No obstante, el mayor punto negativo del que disponen los videojuegos de mundo abierto es apostar excesivamente por la variedad y jugabilidad en detrimento de la narrativa. Tal vez quienes adquieran un Far Cry o un Sombras de Mordor no esperen encontrar la mejor historia de sus vidas, pero el caso se vuelve preocupante cuando esto le ocurre a un juego que siempre ha basado su éxito en los argumentos trabajados, enrevesados y absorbentes. Es aquí donde retomo el ejemplo de Metal Gear Solid V: The Phantom Pain, al que no cabe duda que le ha sentado de maravilla el salto al sandbox. Sin embargo, las cinemáticas que siempre han acompañado a la saga y los argumentos potentes parecen haberse visto diluidos con el último juego de Hideo Kojima. Podemos jugar cinco misiones seguidas (todas ellas divertidísimas, sin duda) sin encontrar un solo vestigio de profundidad argumental o narrativa.

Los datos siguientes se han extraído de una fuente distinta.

//! Decorator: text readers wrapped in layers that reverse or upper-case what they read.

use crate::domain::model::DemoKind;
use crate::domain::ports::Demo;
use crate::utils::error::Result;
use serde::{Deserialize, Serialize};
use std::io::{self, BufRead, Write};

pub const DEFAULT_TEXT: &str = "Just use a goto statement.";

pub trait TextReader {
    fn read(&mut self) -> Result<String>;
}

impl<T: TextReader + ?Sized> TextReader for Box<T> {
    fn read(&mut self) -> Result<String> {
        (**self).read()
    }
}

pub struct DummyTextReader {
    text: String,
}

impl DummyTextReader {
    pub fn new(text: impl Into<String>) -> Self {
        Self { text: text.into() }
    }
}

impl Default for DummyTextReader {
    fn default() -> Self {
        Self::new(DEFAULT_TEXT)
    }
}

impl TextReader for DummyTextReader {
    fn read(&mut self) -> Result<String> {
        Ok(self.text.clone())
    }
}

/// Prompts on `prompt_out` and blocks until a line arrives on `input`.
pub struct ConsoleTextReader<R, W> {
    input: R,
    prompt_out: W,
}

impl<R: BufRead, W: Write> ConsoleTextReader<R, W> {
    pub fn new(input: R, prompt_out: W) -> Self {
        Self { input, prompt_out }
    }
}

impl<R: BufRead, W: Write> TextReader for ConsoleTextReader<R, W> {
    fn read(&mut self) -> Result<String> {
        writeln!(self.prompt_out, "Enter some text")?;
        self.prompt_out.flush()?;

        let mut line = String::new();
        if self.input.read_line(&mut line)? == 0 {
            return Err(io::Error::new(io::ErrorKind::UnexpectedEof, "no text entered").into());
        }
        let trimmed_len = line.trim_end_matches(&['\r', '\n'][..]).len();
        line.truncate(trimmed_len);
        Ok(line)
    }
}

pub struct ReverseTextDecorator<T> {
    inner: T,
}

impl<T: TextReader> ReverseTextDecorator<T> {
    pub fn new(inner: T) -> Self {
        Self { inner }
    }
}

impl<T: TextReader> TextReader for ReverseTextDecorator<T> {
    fn read(&mut self) -> Result<String> {
        Ok(self.inner.read()?.chars().rev().collect())
    }
}

pub struct ToUpperCaseDecorator<T> {
    inner: T,
}

impl<T: TextReader> ToUpperCaseDecorator<T> {
    pub fn new(inner: T) -> Self {
        Self { inner }
    }
}

impl<T: TextReader> TextReader for ToUpperCaseDecorator<T> {
    fn read(&mut self) -> Result<String> {
        Ok(self.inner.read()?.to_uppercase())
    }
}

#[derive(Debug, Clone, Copy, Default, PartialEq, Eq, Serialize, Deserialize)]
#[serde(rename_all = "lowercase")]
pub enum TextSource {
    #[default]
    Dummy,
    Console,
}

pub struct Executor {
    source: TextSource,
    text: String,
}

impl Executor {
    pub fn new(source: TextSource, text: impl Into<String>) -> Self {
        Self {
            source,
            text: text.into(),
        }
    }

    fn base_reader(&self) -> Box<dyn TextReader> {
        match self.source {
            TextSource::Dummy => Box::new(DummyTextReader::new(self.text.clone())),
            TextSource::Console => Box::new(ConsoleTextReader::new(
                io::BufReader::new(io::stdin()),
                io::stdout(),
            )),
        }
    }
}

impl Demo for Executor {
    fn kind(&self) -> DemoKind {
        DemoKind::Decorator
    }

    fn run(&self, out: &mut dyn Write) -> Result<()> {
        let mut text = self.base_reader();
        writeln!(out, "{}", text.read()?)?;

        let mut text: Box<dyn TextReader> = Box::new(ReverseTextDecorator::new(text));
        writeln!(out, "{}", text.read()?)?;

        let mut text: Box<dyn TextReader> = Box::new(ToUpperCaseDecorator::new(text));
        writeln!(out, "{}", text.read()?)?;

        let mut text: Box<dyn TextReader> = Box::new(ReverseTextDecorator::new(text));
        writeln!(out, "{}", text.read()?)?;
        Ok(())
    }
}
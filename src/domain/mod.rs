// Domain layer: the demo catalogue and the port every Executor implements.

pub mod model;
pub mod ports;
use crate::domain::model::DemoKind;
use crate::patterns::decorator::TextSource;
use crate::patterns::facade::UserRole;
use crate::patterns::strategy::QuackStyle;
use crate::utils::error::Result;
use crate::utils::validation::{
    validate_device_code, validate_non_empty_string, validate_range, Validate,
};
use regex::Regex;
use serde::{Deserialize, Serialize};
use std::path::Path;
use std::sync::OnceLock;
use std::time::Duration;

pub const MAX_LINGER_SECONDS: u64 = 3600;
pub const MAX_GUMBALLS: u32 = 10_000;
pub const MAX_PROXY_LATENCY_MS: u64 = 60_000;

/// Per-demo knobs. Every section and key is optional; missing values fall back to the
/// values the scripted demonstrations were written around.
#[derive(Debug, Clone, Default, PartialEq, Serialize, Deserialize)]
#[serde(default)]
pub struct DemoSettings {
    pub runner: RunnerSettings,
    pub strategy: StrategySettings,
    pub decorator: DecoratorSettings,
    pub command: CommandSettings,
    pub facade: FacadeSettings,
    pub state: StateSettings,
    pub proxy: ProxySettings,
}

#[derive(Debug, Clone, PartialEq, Serialize, Deserialize)]
#[serde(default)]
pub struct RunnerSettings {
    pub default_demo: DemoKind,
    pub linger_seconds: u64,
}

impl Default for RunnerSettings {
    fn default() -> Self {
        Self {
            default_demo: DemoKind::Adapter,
            linger_seconds: 15,
        }
    }
}

#[derive(Debug, Clone, Default, PartialEq, Serialize, Deserialize)]
#[serde(default)]
pub struct StrategySettings {
    pub quack: QuackStyle,
}

#[derive(Debug, Clone, PartialEq, Serialize, Deserialize)]
#[serde(default)]
pub struct DecoratorSettings {
    pub source: TextSource,
    pub text: String,
}

impl Default for DecoratorSettings {
    fn default() -> Self {
        Self {
            source: TextSource::Dummy,
            text: crate::patterns::decorator::DEFAULT_TEXT.to_string(),
        }
    }
}

#[derive(Debug, Clone, PartialEq, Serialize, Deserialize)]
#[serde(default)]
pub struct CommandSettings {
    pub device_code: String,
}

impl Default for CommandSettings {
    fn default() -> Self {
        Self {
            device_code: "1234".to_string(),
        }
    }
}

#[derive(Debug, Clone, PartialEq, Serialize, Deserialize)]
#[serde(default)]
pub struct FacadeSettings {
    pub role: UserRole,
    pub item: String,
}

impl Default for FacadeSettings {
    fn default() -> Self {
        Self {
            role: UserRole::Admin,
            item: "printer".to_string(),
        }
    }
}

#[derive(Debug, Clone, PartialEq, Serialize, Deserialize)]
#[serde(default)]
pub struct StateSettings {
    pub gumballs: u32,
}

impl Default for StateSettings {
    fn default() -> Self {
        Self { gumballs: 1 }
    }
}

#[derive(Debug, Clone, PartialEq, Serialize, Deserialize)]
#[serde(default)]
pub struct ProxySettings {
    pub machine_id: u32,
    pub latency_ms: u64,
    pub new_ball_count: u32,
}

impl Default for ProxySettings {
    fn default() -> Self {
        Self {
            machine_id: 45,
            latency_ms: 2000,
            new_ball_count: 150,
        }
    }
}

impl ProxySettings {
    pub fn latency(&self) -> Duration {
        Duration::from_millis(self.latency_ms)
    }
}

impl DemoSettings {
    /// Load settings from a TOML file.
    pub fn from_file<P: AsRef<Path>>(path: P) -> Result<Self> {
        let content = std::fs::read_to_string(&path)?;
        Self::from_toml_str(&content)
    }

    /// Parse settings from a TOML string after `${VAR}` substitution.
    pub fn from_toml_str(content: &str) -> Result<Self> {
        let processed_content = Self::substitute_env_vars(content);
        let settings = toml::from_str(&processed_content)?;
        Ok(settings)
    }

    /// Replace `${VAR}` with the environment value; unknown variables stay as written.
    fn substitute_env_vars(content: &str) -> String {
        static ENV_REF: OnceLock<Regex> = OnceLock::new();
        let re = ENV_REF.get_or_init(|| Regex::new(r"\$\{([^}]+)\}").expect("env pattern is valid"));

        re.replace_all(content, |caps: &regex::Captures| {
            let var_name = &caps[1];
            std::env::var(var_name).unwrap_or_else(|_| format!("${{{}}}", var_name))
        })
        .into_owned()
    }
}

impl Validate for DemoSettings {
    fn validate(&self) -> Result<()> {
        validate_range(
            "runner.linger_seconds",
            self.runner.linger_seconds,
            0,
            MAX_LINGER_SECONDS,
        )?;
        validate_non_empty_string("decorator.text", &self.decorator.text)?;
        validate_device_code("command.device_code", &self.command.device_code)?;
        validate_non_empty_string("facade.item", &self.facade.item)?;
        validate_range("state.gumballs", self.state.gumballs, 0, MAX_GUMBALLS)?;
        validate_range(
            "proxy.latency_ms",
            self.proxy.latency_ms,
            0,
            MAX_PROXY_LATENCY_MS,
        )?;
        Ok(())
    }
}
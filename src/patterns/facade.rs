//! Facade: one product lookup call hides the user, availability and product services.

use crate::domain::model::DemoKind;
use crate::domain::ports::Demo;
use crate::utils::error::Result;
use serde::{Deserialize, Serialize};
use std::io::Write;
use std::sync::OnceLock;
use thiserror::Error;

#[derive(Debug, Clone, PartialEq, Eq)]
pub struct Item {
    pub name: String,
    pub price: u32,
}

fn all_items() -> &'static [Item] {
    static ITEMS: OnceLock<Vec<Item>> = OnceLock::new();
    ITEMS.get_or_init(|| {
        [("printer", 350), ("tablet", 1100), ("router", 720)]
            .into_iter()
            .map(|(name, price)| Item {
                name: name.to_string(),
                price,
            })
            .collect()
    })
}

#[derive(Debug, Clone, Copy, Default, PartialEq, Eq, Serialize, Deserialize)]
#[serde(rename_all = "lowercase")]
pub enum UserRole {
    Anonymous,
    Customer,
    #[default]
    Admin,
}

#[derive(Error, Debug, Clone, PartialEq, Eq)]
pub enum LookupError {
    #[error("User is not authenticated")]
    Unauthenticated,

    #[error("User role {role:?} is not authorised to look up items")]
    Unauthorized { role: UserRole },

    #[error("Item '{name}' not found")]
    ItemNotFound { name: String },
}

pub trait UserDirectory {
    fn current_role(&self) -> UserRole;
    fn is_authorized(&self, role: UserRole) -> bool;
}

pub trait Availability {
    fn is_available(&self, item_name: &str) -> bool;
}

pub trait Catalog {
    fn item_by_name(&self, name: &str) -> Option<Item>;
}

pub struct UserService {
    role: UserRole,
}

impl UserService {
    pub fn new(role: UserRole) -> Self {
        Self { role }
    }
}

impl UserDirectory for UserService {
    fn current_role(&self) -> UserRole {
        self.role
    }

    fn is_authorized(&self, role: UserRole) -> bool {
        role == UserRole::Admin
    }
}

pub struct AvailabilityService;

impl Availability for AvailabilityService {
    fn is_available(&self, item_name: &str) -> bool {
        all_items().iter().any(|item| item.name == item_name)
    }
}

pub struct ProductService;

impl Catalog for ProductService {
    fn item_by_name(&self, name: &str) -> Option<Item> {
        all_items().iter().find(|item| item.name == name).cloned()
    }
}

pub struct ProductFacade<U, A, C> {
    users: U,
    availability: A,
    catalog: C,
}

impl<U: UserDirectory, A: Availability, C: Catalog> ProductFacade<U, A, C> {
    pub fn new(users: U, availability: A, catalog: C) -> Self {
        Self {
            users,
            availability,
            catalog,
        }
    }

    /// Checks authentication, then authorisation, then availability, in that order.
    pub fn try_get_item(&self, item_name: &str) -> std::result::Result<Item, LookupError> {
        let role = self.users.current_role();
        if role == UserRole::Anonymous {
            return Err(LookupError::Unauthenticated);
        }

        if !self.users.is_authorized(role) {
            return Err(LookupError::Unauthorized { role });
        }

        let not_found = || LookupError::ItemNotFound {
            name: item_name.to_string(),
        };
        if !self.availability.is_available(item_name) {
            return Err(not_found());
        }

        self.catalog.item_by_name(item_name).ok_or_else(not_found)
    }
}

pub struct Executor {
    role: UserRole,
    item: String,
}

impl Executor {
    pub fn new(role: UserRole, item: impl Into<String>) -> Self {
        Self {
            role,
            item: item.into(),
        }
    }
}

impl Demo for Executor {
    fn kind(&self) -> DemoKind {
        DemoKind::Facade
    }

    fn run(&self, out: &mut dyn Write) -> Result<()> {
        let facade = ProductFacade::new(
            UserService::new(self.role),
            AvailabilityService,
            ProductService,
        );

        match facade.try_get_item(&self.item) {
            Ok(item) => writeln!(out, "{}", item.price)?,
            Err(LookupError::Unauthenticated) => writeln!(out, "UserNotAuthenticated")?,
            Err(LookupError::Unauthorized { .. }) => writeln!(out, "UserNotAuthorised")?,
            Err(LookupError::ItemNotFound { .. }) => writeln!(out, "ItemNotFound")?,
        }
        Ok(())
    }
}
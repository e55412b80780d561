//! Strategy: a duck delegates its quack to an injected behaviour.

use crate::domain::model::DemoKind;
use crate::domain::ports::Demo;
use crate::utils::error::Result;
use serde::{Deserialize, Serialize};
use std::io::Write;

pub trait Quack {
    fn quack(&self) -> &'static str;
}

pub struct LongQuack;

impl Quack for LongQuack {
    fn quack(&self) -> &'static str {
        "Long QUACK!"
    }
}

pub struct Squee;

impl Quack for Squee {
    fn quack(&self) -> &'static str {
        "SqueeSqUeee"
    }
}

pub struct Silent;

impl Quack for Silent {
    fn quack(&self) -> &'static str {
        "<nothing>"
    }
}

#[derive(Debug, Clone, Copy, Default, PartialEq, Eq, Serialize, Deserialize)]
#[serde(rename_all = "lowercase")]
pub enum QuackStyle {
    #[default]
    Long,
    Squee,
    Silent,
}

impl QuackStyle {
    pub fn strategy(self) -> Box<dyn Quack> {
        match self {
            QuackStyle::Long => Box::new(LongQuack),
            QuackStyle::Squee => Box::new(Squee),
            QuackStyle::Silent => Box::new(Silent),
        }
    }
}

pub struct Duck {
    quack: Box<dyn Quack>,
}

impl Duck {
    pub fn new(quack: Box<dyn Quack>) -> Self {
        Self { quack }
    }

    pub fn set_quack(&mut self, quack: Box<dyn Quack>) {
        self.quack = quack;
    }

    pub fn quack(&self, out: &mut dyn Write) -> Result<()> {
        writeln!(out, "{}", self.quack.quack())?;
        Ok(())
    }
}

pub struct Executor {
    style: QuackStyle,
}

impl Executor {
    pub fn new(style: QuackStyle) -> Self {
        Self { style }
    }
}

impl Demo for Executor {
    fn kind(&self) -> DemoKind {
        DemoKind::Strategy
    }

    fn run(&self, out: &mut dyn Write) -> Result<()> {
        let mut duck = Duck::new(self.style.strategy());
        duck.quack(out)?;

        tracing::debug!("swapping quack behaviour at runtime");
        duck.set_quack(Box::new(Squee));
        duck.quack(out)?;
        Ok(())
    }
}
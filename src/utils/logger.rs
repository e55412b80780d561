use tracing_subscriber::{layer::SubscriberExt, util::SubscriberInitExt, EnvFilter};

/// Logs go to stderr so the demo text on stdout stays readable.
pub fn init_cli_logger(verbose: bool) {
    let filter = if verbose {
        EnvFilter::try_from_default_env()
            .unwrap_or_else(|_| EnvFilter::new("learning_patterns=debug,info"))
    } else {
        EnvFilter::try_from_default_env()
            .unwrap_or_else(|_| EnvFilter::new("learning_patterns=warn"))
    };

    tracing_subscriber::registry()
        .with(filter)
        .with(
            tracing_subscriber::fmt::layer()
                .with_writer(std::io::stderr)
                .with_target(false)
                .with_thread_ids(false)
                .with_file(false)
                .with_line_number(false)
                .compact(),
        )
        .init();
}
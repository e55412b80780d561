use anyhow::Context;
use clap::Parser;
use learning_patterns::utils::error::ErrorSeverity;
use learning_patterns::utils::{logger, validation::Validate};
use learning_patterns::{build_demo, CliConfig, DemoKind, DemoRunner, DemoSettings};
use std::io;

fn main() -> anyhow::Result<()> {
    let config = CliConfig::parse();

    logger::init_cli_logger(config.verbose);

    tracing::info!("Starting learning-patterns CLI");
    tracing::debug!("CLI config: {:?}", config);

    if let Err(e) = config.validate() {
        tracing::error!("Invalid arguments: {}", e);
        eprintln!("{}", e.user_friendly_message());
        std::process::exit(1);
    }

    if config.list {
        for kind in DemoKind::ALL {
            println!("{:<16} {}", kind.cli_name(), kind.summary());
        }
        return Ok(());
    }

    let settings = match &config.config {
        Some(path) => DemoSettings::from_file(path)
            .with_context(|| format!("Failed to load settings from '{}'", path.display()))?,
        None => DemoSettings::default(),
    };

    if let Err(e) = settings.validate() {
        tracing::error!("Configuration validation failed: {}", e);
        tracing::error!("Suggestion: {}", e.recovery_suggestion());
        eprintln!("{}", e.user_friendly_message());
        std::process::exit(1);
    }

    let kind = config.selected_demo(&settings);
    let runner = DemoRunner::new(build_demo(kind, &settings));

    let outcome = {
        let mut out = io::stdout().lock();
        runner.run(&mut out)
    };

    if let Err(e) = outcome {
        tracing::error!(
            "{} demo failed: {} (Category: {:?}, Severity: {:?})",
            kind,
            e,
            e.category(),
            e.severity()
        );
        tracing::error!("Recovery suggestion: {}", e.recovery_suggestion());

        eprintln!("{}", e.user_friendly_message());
        eprintln!("Suggestion: {}", e.recovery_suggestion());

        let exit_code = match e.severity() {
            ErrorSeverity::Low => 0,
            ErrorSeverity::Medium => 2,
            ErrorSeverity::High => 1,
            ErrorSeverity::Critical => 3,
        };
        if exit_code > 0 {
            std::process::exit(exit_code);
        }
    }

    let linger = config.linger(&settings);
    if !linger.is_zero() {
        tracing::info!("Waiting {:?} before exit", linger);
        std::thread::sleep(linger);
    }

    Ok(())
}
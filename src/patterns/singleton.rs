//! Singleton: one chocolate boiler per process, built on first use.

use crate::domain::model::DemoKind;
use crate::domain::ports::Demo;
use crate::utils::error::Result;
use std::io::Write;
use std::sync::{Mutex, MutexGuard, OnceLock};

#[cfg(test)]
static SHARED_CONSTRUCTIONS: std::sync::atomic::AtomicUsize = std::sync::atomic::AtomicUsize::new(0);

#[derive(Debug, PartialEq, Eq)]
pub struct ChocolateBoiler {
    empty: bool,
    boiled: bool,
}

impl ChocolateBoiler {
    fn new() -> Self {
        Self {
            empty: true,
            boiled: false,
        }
    }

    /// The shared boiler. `OnceLock` guarantees a single construction even when the first
    /// calls race.
    pub fn instance() -> &'static Mutex<ChocolateBoiler> {
        static BOILER: OnceLock<Mutex<ChocolateBoiler>> = OnceLock::new();
        BOILER.get_or_init(|| {
            #[cfg(test)]
            SHARED_CONSTRUCTIONS.fetch_add(1, std::sync::atomic::Ordering::SeqCst);
            tracing::debug!("constructing the shared chocolate boiler");
            Mutex::new(ChocolateBoiler::new())
        })
    }

    /// Locks the shared boiler, recovering it if a previous holder panicked.
    pub fn lock() -> MutexGuard<'static, ChocolateBoiler> {
        Self::instance()
            .lock()
            .unwrap_or_else(|poisoned| poisoned.into_inner())
    }

    pub fn is_empty(&self) -> bool {
        self.empty
    }

    pub fn is_boiled(&self) -> bool {
        self.boiled
    }

    pub fn fill(&mut self) -> bool {
        if !self.empty {
            return false;
        }
        self.empty = false;
        self.boiled = false;
        true
    }

    pub fn boil(&mut self) -> bool {
        if self.empty || self.boiled {
            return false;
        }
        self.boiled = true;
        true
    }

    pub fn drain(&mut self) -> bool {
        if self.empty || !self.boiled {
            return false;
        }
        self.empty = true;
        true
    }
}

pub struct Executor;

impl Executor {
    fn report(out: &mut dyn Write, step: &str, boiler: &ChocolateBoiler, done: bool) -> Result<()> {
        writeln!(
            out,
            "{:<5} -> {} (empty: {}, boiled: {})",
            step,
            if done { "ok" } else { "skipped" },
            boiler.is_empty(),
            boiler.is_boiled()
        )?;
        Ok(())
    }
}

impl Demo for Executor {
    fn kind(&self) -> DemoKind {
        DemoKind::Singleton
    }

    fn run(&self, out: &mut dyn Write) -> Result<()> {
        let mut boiler = ChocolateBoiler::lock();
        writeln!(out, "{}", boiler.is_boiled())?;

        let filled = boiler.fill();
        Self::report(out, "fill", &boiler, filled)?;
        let boiled = boiler.boil();
        Self::report(out, "boil", &boiler, boiled)?;
        let drained = boiler.drain();
        Self::report(out, "drain", &boiler, drained)?;
        Ok(())
    }
}

#[cfg(test)]
mod tests {
    use super::*;
    use std::sync::atomic::Ordering;
    use std::thread;

    #[test]
    fn test_boiler_cycle() {
        let mut boiler = ChocolateBoiler::new();
        assert!(boiler.is_empty());
        assert!(!boiler.boil());
        assert!(!boiler.drain());

        assert!(boiler.fill());
        assert!(!boiler.fill());
        assert!(!boiler.drain());
        assert!(boiler.boil());
        assert!(boiler.is_boiled());
        assert!(boiler.drain());
        assert!(boiler.is_empty());
    }

    #[test]
    fn test_concurrent_access_builds_one_instance() {
        let addresses: Vec<usize> = (0..8)
            .map(|_| thread::spawn(|| ChocolateBoiler::instance() as *const _ as usize))
            .collect::<Vec<_>>()
            .into_iter()
            .map(|handle| handle.join().unwrap())
            .collect();

        assert!(addresses.windows(2).all(|pair| pair[0] == pair[1]));
        assert_eq!(SHARED_CONSTRUCTIONS.load(Ordering::SeqCst), 1);
        assert!(std::ptr::eq(ChocolateBoiler::instance(), ChocolateBoiler::instance()));
    }
}
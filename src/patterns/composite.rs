//! Composite: menus hold items and other menus, and both are printed the same way.

use crate::domain::model::DemoKind;
use crate::domain::ports::Demo;
use crate::utils::error::{PatternError, Result};
use std::fmt;
use std::io::Write;

#[derive(Debug, Clone, PartialEq, Eq)]
pub struct MenuItem {
    pub price: u32,
    pub name: String,
}

impl MenuItem {
    pub fn new(price: u32, name: impl Into<String>) -> Self {
        Self {
            price,
            name: name.into(),
        }
    }
}

impl fmt::Display for MenuItem {
    fn fmt(&self, f: &mut fmt::Formatter<'_>) -> fmt::Result {
        write!(f, "Price: {}    Name: {}", self.price, self.name)
    }
}

#[derive(Debug, Clone, PartialEq, Eq)]
pub struct MenuComposite {
    name: String,
    children: Vec<MenuComponent>,
}

impl MenuComposite {
    pub fn new(name: impl Into<String>) -> Result<Self> {
        let name = name.into();
        if name.trim().is_empty() {
            return Err(PatternError::BlankMenuName);
        }
        Ok(Self {
            name,
            children: Vec::new(),
        })
    }

    pub fn name(&self) -> &str {
        &self.name
    }

    pub fn add(&mut self, child: impl Into<MenuComponent>) {
        self.children.push(child.into());
    }

    pub fn children(&self) -> &[MenuComponent] {
        &self.children
    }
}

impl fmt::Display for MenuComposite {
    fn fmt(&self, f: &mut fmt::Formatter<'_>) -> fmt::Result {
        write!(f, "▀▄ Menu Name: {} ▄▀", self.name)
    }
}

#[derive(Debug, Clone, PartialEq, Eq)]
pub enum MenuComponent {
    Item(MenuItem),
    Menu(MenuComposite),
}

impl From<MenuItem> for MenuComponent {
    fn from(item: MenuItem) -> Self {
        MenuComponent::Item(item)
    }
}

impl From<MenuComposite> for MenuComponent {
    fn from(menu: MenuComposite) -> Self {
        MenuComponent::Menu(menu)
    }
}

impl MenuComponent {
    /// Adding below an item is refused; only menus have children.
    pub fn add(&mut self, child: impl Into<MenuComponent>) -> Result<()> {
        match self {
            MenuComponent::Menu(menu) => {
                menu.add(child);
                Ok(())
            }
            MenuComponent::Item(item) => Err(PatternError::CannotAddToLeaf {
                item: item.name.clone(),
            }),
        }
    }

    pub fn print(&self, out: &mut dyn Write) -> Result<()> {
        match self {
            MenuComponent::Item(item) => writeln!(out, "{}", item)?,
            MenuComponent::Menu(menu) => {
                writeln!(out, "{}", menu)?;
                for child in &menu.children {
                    child.print(out)?;
                }
            }
        }
        Ok(())
    }

    /// Every leaf item, depth-first.
    pub fn items(&self) -> Items<'_> {
        Items { stack: vec![self] }
    }

    pub fn total_price(&self) -> u32 {
        self.items().map(|item| item.price).sum()
    }
}

pub struct Items<'a> {
    stack: Vec<&'a MenuComponent>,
}

impl<'a> Iterator for Items<'a> {
    type Item = &'a MenuItem;

    fn next(&mut self) -> Option<Self::Item> {
        while let Some(component) = self.stack.pop() {
            match component {
                MenuComponent::Item(item) => return Some(item),
                MenuComponent::Menu(menu) => self.stack.extend(menu.children.iter().rev()),
            }
        }
        None
    }
}

pub struct Executor;

impl Executor {
    //            MainMenu
    //      ___________________
    //      |        |         |
    //    Vegan     Fast    Breakfast
    //      |
    //  Exclusive Vegan
    fn build_menu() -> Result<MenuComponent> {
        let mut main_menu = MenuComposite::new("MainMenu")?;
        let mut vegan = MenuComposite::new("Vegan")?;
        let mut exclusive_vegan = MenuComposite::new("Exclusive Vegan")?;
        let mut fast = MenuComposite::new("Fast")?;
        let mut breakfast = MenuComposite::new("Breakfast")?;

        main_menu.add(MenuItem::new(15, "Pancake"));
        main_menu.add(MenuItem::new(5, "Cupcake"));
        vegan.add(MenuItem::new(30, "Tofu"));
        vegan.add(MenuItem::new(32, "Soy pizza"));
        exclusive_vegan.add(MenuItem::new(55, "Very special Tofu"));
        fast.add(MenuItem::new(12, "Pizza"));
        breakfast.add(MenuItem::new(12, "Waffle"));

        vegan.add(exclusive_vegan);
        main_menu.add(vegan);
        main_menu.add(fast);
        main_menu.add(breakfast);
        Ok(main_menu.into())
    }
}

impl Demo for Executor {
    fn kind(&self) -> DemoKind {
        DemoKind::Composite
    }

    fn run(&self, out: &mut dyn Write) -> Result<()> {
        let menu = Self::build_menu()?;
        menu.print(out)?;

        let mut leaf = MenuComponent::from(MenuItem::new(3, "Coffee"));
        if let Err(err) = leaf.add(MenuItem::new(1, "Milk")) {
            writeln!(out, "{}", err)?;
        }

        writeln!(
            out,
            "{} items, total {}",
            menu.items().count(),
            menu.total_price()
        )?;
        Ok(())
    }
}

#[cfg(test)]
mod tests {
    use super::*;

    #[test]
    fn test_blank_menu_name_rejected() {
        assert!(matches!(
            MenuComposite::new("  "),
            Err(PatternError::BlankMenuName)
        ));
    }

    #[test]
    fn test_items_are_depth_first() {
        let menu = Executor::build_menu().unwrap();
        let names: Vec<&str> = menu.items().map(|item| item.name.as_str()).collect();
        assert_eq!(
            names,
            [
                "Pancake",
                "Cupcake",
                "Tofu",
                "Soy pizza",
                "Very special Tofu",
                "Pizza",
                "Waffle"
            ]
        );
        assert_eq!(menu.total_price(), 15 + 5 + 30 + 32 + 55 + 12 + 12);
    }

    #[test]
    fn test_add_to_leaf_is_an_error() {
        let mut leaf = MenuComponent::from(MenuItem::new(1, "Salt"));
        let err = leaf.add(MenuItem::new(1, "Pepper")).unwrap_err();
        assert!(matches!(err, PatternError::CannotAddToLeaf { ref item } if item == "Salt"));

        let mut menu = MenuComponent::from(MenuComposite::new("Sides").unwrap());
        assert!(menu.add(MenuItem::new(4, "Fries")).is_ok());
        assert_eq!(menu.items().count(), 1);
    }

    #[test]
    fn test_print_walks_the_tree() {
        let mut out = Vec::new();
        Executor::build_menu().unwrap().print(&mut out).unwrap();
        let text = String::from_utf8(out).unwrap();
        let lines: Vec<&str> = text.lines().collect();

        assert_eq!(lines[0], "▀▄ Menu Name: MainMenu ▄▀");
        assert_eq!(lines[3], "▀▄ Menu Name: Vegan ▄▀");
        assert_eq!(lines[6], "▀▄ Menu Name: Exclusive Vegan ▄▀");
        assert_eq!(lines[7], "Price: 55    Name: Very special Tofu");
        assert_eq!(lines.len(), 12);
    }
}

El caso de The Phantom Pain es perfectamente extensible a otros videojuegos del género sandbox, lo cual no resta ni una pizca de su calidad jugable o de su tremenda diversión. Como siempre, todo es cuestión de gustos y los juegos de mundo abierto poseen multitud de aspectos favorables que pueden hacer de ellos grandes obras, pero la excesiva “sandboxificación” de la nueva generación está llegando a cotas exageradas, tanto que con casi cada título que sale a la venta tenemos que dedicar más de cincuenta horas para completarlo. Una verdadera locura que cada vez es más difícil de compaginar con otras facetas de la vida.

¿Cuál es tu opinión al respecto? ¿Crees que la gran cantidad de juegos sandbox en la next-gen es positiva o que existen demasiados ejemplos de este tipo de títulos?